Academy of Medical Engineering and Translational Medicine, Medical School, Faculty of Medicine, Tianjin University, Tianjin, China.
Neurobiol Dis. 2025 Jun 15;210:106915. doi: 10.1016/j.nbd.2025.106915. Epub 2025 Apr 22.
Despite prior studies on early-stage Parkinson's disease (PD) brain connectivity and temporal patterns, differences between tremor-dominant (TD) and postural instability/gait difficulty (PIGD) motor subtypes remain poorly understood. Our study aims to understand the contribution of altered brain network dynamics to heterogeneous motor phenotypes in PD for improving personalized treatment.
Electroencephalography (EEG) microstate dynamics were firstly used to capture spatiotemporal brain network changes.

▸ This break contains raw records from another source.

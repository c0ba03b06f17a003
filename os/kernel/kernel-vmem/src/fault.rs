//! # Page faults
//!
//! Decoding of the #PF error code and the outcome/error types of fault
//! resolution. The resolution itself lives in
//! [`Paging::handle_fault`](crate::Paging::handle_fault).

use crate::addresses::{FrameNumber, VirtualAddress};
use crate::frame_pool::FramePoolError;
use bitfield_struct::bitfield;

/// Interrupt vector of the page fault exception.
pub const PAGE_FAULT_VECTOR: u8 = 0x0E;

/// Page-fault error code layout (i386).
///
/// Each bit describes the condition that caused the page fault.
/// Reference: Intel SDM Vol. 3A, §6.15 "Page-Fault Exception (#PF)".
#[bitfield(u32)]
#[derive(PartialEq, Eq)]
pub struct PageFaultError {
    /// 0 = non-present page.
    /// 1 = protection violation (page present but access disallowed).
    pub present: bool, // bit 0

    /// 0 = read or execute.
    /// 1 = write access.
    pub write: bool, // bit 1

    /// 0 = supervisor (CPL 0–2).
    /// 1 = user mode (CPL 3).
    pub user: bool, // bit 2

    /// 1 = caused by reserved bit set in a paging structure.
    pub reserved_bit: bool, // bit 3

    /// 1 = instruction fetch (execute access).
    pub instruction_fetch: bool, // bit 4

    #[bits(27)]
    __: u32, // reserved / ignored bits
}

impl PageFaultError {
    /// Whether the fault was raised for a missing translation.
    #[inline]
    #[must_use]
    pub const fn is_not_present(&self) -> bool {
        !self.present()
    }

    #[must_use]
    pub const fn explain(&self) -> &'static str {
        if !self.present() {
            "Non-present page (page not mapped yet)"
        } else if self.instruction_fetch() {
            if self.user() {
                "User-mode instruction fetch on protected page"
            } else {
                "Kernel instruction fetch on protected page"
            }
        } else if self.write() {
            "Write access to protected page"
        } else {
            "Read access to protected page"
        }
    }
}

/// What a successful fault resolution changed.
#[derive(Debug, Copy, Clone, PartialEq, Eq)]
pub enum FaultOutcome {
    /// The directory slot was empty: a page table and a data frame were installed.
    TableAndPageMapped { table: FrameNumber, page: FrameNumber },
    /// The page table existed: a data frame was installed.
    PageMapped { page: FrameNumber },
    /// Nothing was missing; no frame was allocated.
    AlreadyMapped,
}

impl FaultOutcome {
    /// The data frame installed by this resolution, if any.
    #[inline]
    #[must_use]
    pub const fn page(&self) -> Option<FrameNumber> {
        match self {
            Self::TableAndPageMapped { page, .. } | Self::PageMapped { page } => Some(*page),
            Self::AlreadyMapped => None,
        }
    }
}

#[derive(Debug, thiserror::Error, Copy, Clone, PartialEq, Eq)]
pub enum FaultError {
    #[error("page fault while paging is disabled")]
    PagingDisabled,
    #[error("protection violation at {address}: {}", .code.explain())]
    ProtectionViolation {
        address: VirtualAddress,
        code: PageFaultError,
    },
    #[error("address {0} is not part of any registered VM pool")]
    IllegitimateAddress(VirtualAddress),
    #[error("address {0} lies in the recursive page table window")]
    RecursiveWindow(VirtualAddress),
    #[error("no frame available to resolve the fault: {0}")]
    OutOfFrames(#[from] FramePoolError),
}

#[cfg(test)]
mod tests {
    use super::*;

    #[test]
    fn error_code_bits() {
        let code = PageFaultError::from_bits(0b011);
        assert!(code.present());
        assert!(code.write());
        assert!(!code.user());
        assert!(!code.is_not_present());
        assert_eq!(code.explain(), "Write access to protected page");

        let code = PageFaultError::from_bits(0b110);
        assert!(code.is_not_present());
        assert!(code.user());
    }

    #[test]
    fn outcome_reports_installed_page() {
        let page = FrameNumber::new(9);
        assert_eq!(FaultOutcome::PageMapped { page }.page(), Some(page));
        assert_eq!(FaultOutcome::AlreadyMapped.page(), None);
    }
}
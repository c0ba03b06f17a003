//! # Recursive self-mapping
//!
//! The last directory slot ([`RECURSIVE_SLOT`], index 1023) points at the page
//! directory itself. The MMU then treats the directory as a page table for the
//! top 4 MiB of the address space, which makes every paging structure of the
//! *active* address space reachable through fixed virtual addresses:
//!
//! ```text
//! table_view(i)    = 0xFFC0_0000 | (i << 12)   page table behind directory slot i
//! directory_view() = 0xFFFF_F000               == table_view(1023)
//! ```
//!
//! Reading through a table view whose directory slot is not present faults,
//! so callers check the directory entry first.
//!
//! The window `0xFFC0_0000..=0xFFFF_FFFF` therefore never holds ordinary data
//! and is not available to VM pools.

use crate::addresses::VirtualAddress;
use crate::page_table::pd::DirIndex;

/// Directory slot that maps the directory onto itself.
pub const RECURSIVE_SLOT: DirIndex = DirIndex::new(1023);

/// First address of the recursive window (`1023 << 22`).
pub const WINDOW_BASE: VirtualAddress = RECURSIVE_SLOT.base();

/// Virtual address of the page table referenced by directory slot `dir`.
#[inline]
#[must_use]
pub const fn table_view(dir: DirIndex) -> VirtualAddress {
    VirtualAddress::new(WINDOW_BASE.as_u32() | ((dir.as_usize() as u32) << 12))
}

/// Virtual address of the active page directory.
#[inline]
#[must_use]
pub const fn directory_view() -> VirtualAddress {
    table_view(RECURSIVE_SLOT)
}

/// Whether `va` lies in the recursive window.
#[inline]
#[must_use]
pub const fn in_window(va: VirtualAddress) -> bool {
    DirIndex::from(va).as_usize() == RECURSIVE_SLOT.as_usize()
}

#[cfg(test)]
mod tests {
    use super::*;

    #[test]
    fn view_addresses() {
        assert_eq!(directory_view(), VirtualAddress::new(0xFFFF_F000));
        assert_eq!(table_view(DirIndex::new(0)), VirtualAddress::new(0xFFC0_0000));
        assert_eq!(table_view(DirIndex::new(1)), VirtualAddress::new(0xFFC0_1000));
        assert_eq!(table_view(DirIndex::new(256)), VirtualAddress::new(0xFFD0_0000));
        assert_eq!(WINDOW_BASE, kernel_info::memory::RECURSIVE_WINDOW_BASE);
    }

    #[test]
    fn window_membership() {
        assert!(in_window(VirtualAddress::new(0xFFC0_0000)));
        assert!(in_window(VirtualAddress::new(0xFFFF_FFFF)));
        assert!(!in_window(VirtualAddress::new(0xFFBF_FFFF)));
    }
}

A deep learning model was developed to classify PD motor subtypes where spatial variability and electrode location data were incorporated into the analysis.
Compared to healthy individuals, both PD-TD and PD-PIGD patients showed increased local segregation of brain regions. The PD-PIGD subtype had more severe and extensive disorganization in microstate A dynamics, suggesting greater disruption in auditory and motor-related networks. Incorporating spatial information significantly improved the accuracy of subtype classification, with an AUC of 0.972, indicating that EEG microstate dynamic spatial patterns reflect distinct PD motor pathologies. The increased spatial variability in the PD-PIGD group was more closely associated with motor impairments.
This study presents a novel framework for differentiating PD motor subtypes and emphasizes dynamic brain network features as potential markers for understanding motor symptom variability in PD, which may contribute to the development of personalized treatment strategies.
ChiCTR2300067657.
尽管先前已有关于早期帕金森病(PD)脑连接性和时间模式的研究,但震颤为主型(TD)和姿势不稳/步态障碍型(PIGD)运动亚型之间的差异仍知之甚少。我们的研究旨在了解脑网络动态改变对PD异质性运动表型的影响,以改善个性化治疗。
首先使用脑电图(EEG)微状态动力学来捕捉时空脑网络变化。开发了一种深度学习模型,将空间变异性和电极位置数据纳入分析,以对PD运动亚型进行分类。
与健康个体相比,PD-TD和PD-PIGD患者的脑区局部隔离均增加。PD-PIGD亚型在微状态A动力学方面有更严重和广泛的紊乱,表明听觉和运动相关网络受到更大干扰。纳入空间信息显著提高了亚型分类的准确性,曲线下面积(AUC)为0.972,表明EEG微状态动态空间模式反映了不同的PD运动病理。PD-PIGD组中增加的空间变异性与运动障碍的相关性更强。
本研究提出了一种区分PD运动亚型的新框架,并强调动态脑网络特征作为理解PD运动症状变异性的潜在标志物,这可能有助于制定个性化治疗策略。
ChiCTR2300067657。